• **What is expected**
Reproduce each record in the listing below exactly as written.

BEGIN

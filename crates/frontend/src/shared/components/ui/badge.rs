use contracts::system::roles::Role;
use leptos::prelude::*;

/// Badge component with different variants
#[component]
pub fn Badge(
    /// Badge variant: "primary", "success", "warning", "error", "outline", "neutral" (default)
    #[prop(optional, into)]
    variant: MaybeProp<String>,
    /// Badge content
    children: Children,
    /// Additional CSS classes
    #[prop(optional, into)]
    class: MaybeProp<String>,
) -> impl IntoView {
    let variant_class = move || match variant.get().as_deref().unwrap_or("neutral") {
        "primary" => "badge--primary",
        "success" => "badge--success",
        "warning" => "badge--warning",
        "error" => "badge--error",
        "outline" => "badge--outline",
        _ => "badge--neutral",
    };

    let additional_class = move || class.get().unwrap_or_default();

    view! {
        <span class=move || format!("badge {} {}", variant_class(), additional_class())>
            {children()}
        </span>
    }
}

/// Role label in its badge colour
#[component]
pub fn RoleBadge(role: Role) -> impl IntoView {
    view! {
        <Badge variant=role.badge_variant().to_string()>
            {role.label()}
        </Badge>
    }
}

END

• **Final answer**
filename crates/frontend/src/shared/components/ui/badge.rs
use contracts::system::roles::Role;
use leptos::prelude::*;

/// Badge component with different variants
#[component]
pub fn Badge(
    /// Badge variant: "primary", "success", "warning", "error", "outline", "neutral" (default)
    #[prop(optional, into)]
    variant: MaybeProp<String>,
    /// Badge content
    children: Children,
    /// Additional CSS classes
    #[prop(optional, into)]
    class: MaybeProp<String>,
) -> impl IntoView {
    let variant_class = move || match variant.get().as_deref().unwrap_or("neutral") {
        "primary" => "badge--primary",
        "success" => "badge--success",
        "warning" => "badge--warning",
        "error" => "badge--error",
        "outline" => "badge--outline",
        _ => "badge--neutral",
    };

    let additional_class = move || class.get().unwrap_or_default();

    view! {
        <span class=move || format!("badge {} {}", variant_class(), additional_class())>
            {children()}
        </span>
    }
}

/// Role label in its badge colour
#[component]
pub fn RoleBadge(role: Role) -> impl IntoView {
    view! {
        <Badge variant=role.badge_variant().to_string()>
            {role.label()}
        </Badge>
    }
}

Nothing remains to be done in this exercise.